[Frontiers in Bioscience 16, 2572-2585, June 1, 2011]
Role of purinergic receptor polymorphisms in human bone
Anke Wesselius1, Martijn J.L. Bours1, Ankita Agrawal2, Alison Gartland2, Pieter C. Dagnelie1, Peter Schwarz3,4, Niklas R. Jorgensen3
1University of Maastricht, Department of Epidemiology, School for Public Health and Primary Care (CAPHRI) , P.O. Box 616, 6200 MD, Maastricht, The Netherlands, 2The Mellanby Centre for Bone Research, Dept. Human Metabolism, The University of Sheffield, S10 2RX, UK, 3University Hospital of Copenhagen Glostrup , Research Center for Ageing and Osteoporosis and Dept. of Clinical Chemistry, Glostrup, Ndr Ringvej 57-59, DK-2600 Glostrup, Denmark, 4Faculty of Health Science, University of Copenhagen, Copenhagen, Denmark
TABLE OF CONTENTS
Osteoporosis is a multifactorial disease with a strong genetic component.
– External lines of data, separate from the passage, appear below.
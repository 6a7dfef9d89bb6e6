//! Command line glue: settings and endpoint dispatch.

mod config;
mod endpoint;

pub use config::Config;
pub use endpoint::{Endpoint, Output, execute};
Variations in a number of genes have been shown to associate with bone turnover and risk of osteoporosis. P2 purinergic receptors are proteins that have ATP or other nucleotides as their natural ligands. Various P2Y and P2X receptor subtypes have been identified on bone cells. Several cellular functions in bone tissue are coupled to P2-receptor activation, including bone resorption, cytokine release, apoptosis, bone formation, and mineral deposition. Furthermore, ATP release and P2 purinergic signalling is a key pathway in the mechanotransductory process, where mechanical stimulation on bone leads to anabolic responses in the skeleton. A number of single nucleotide polymorphisms have been identified in the P2 receptor genes, where especially the P2X7 subtype has been the focus of extensive investigation where several polymorphisms have been shown to have functional implications on receptor function; moreover, some polymorphisms are associated with alterations in bone turnover and bone mass. This review focuses on variations in P2 receptor genes and the association to bone turnover and -quality.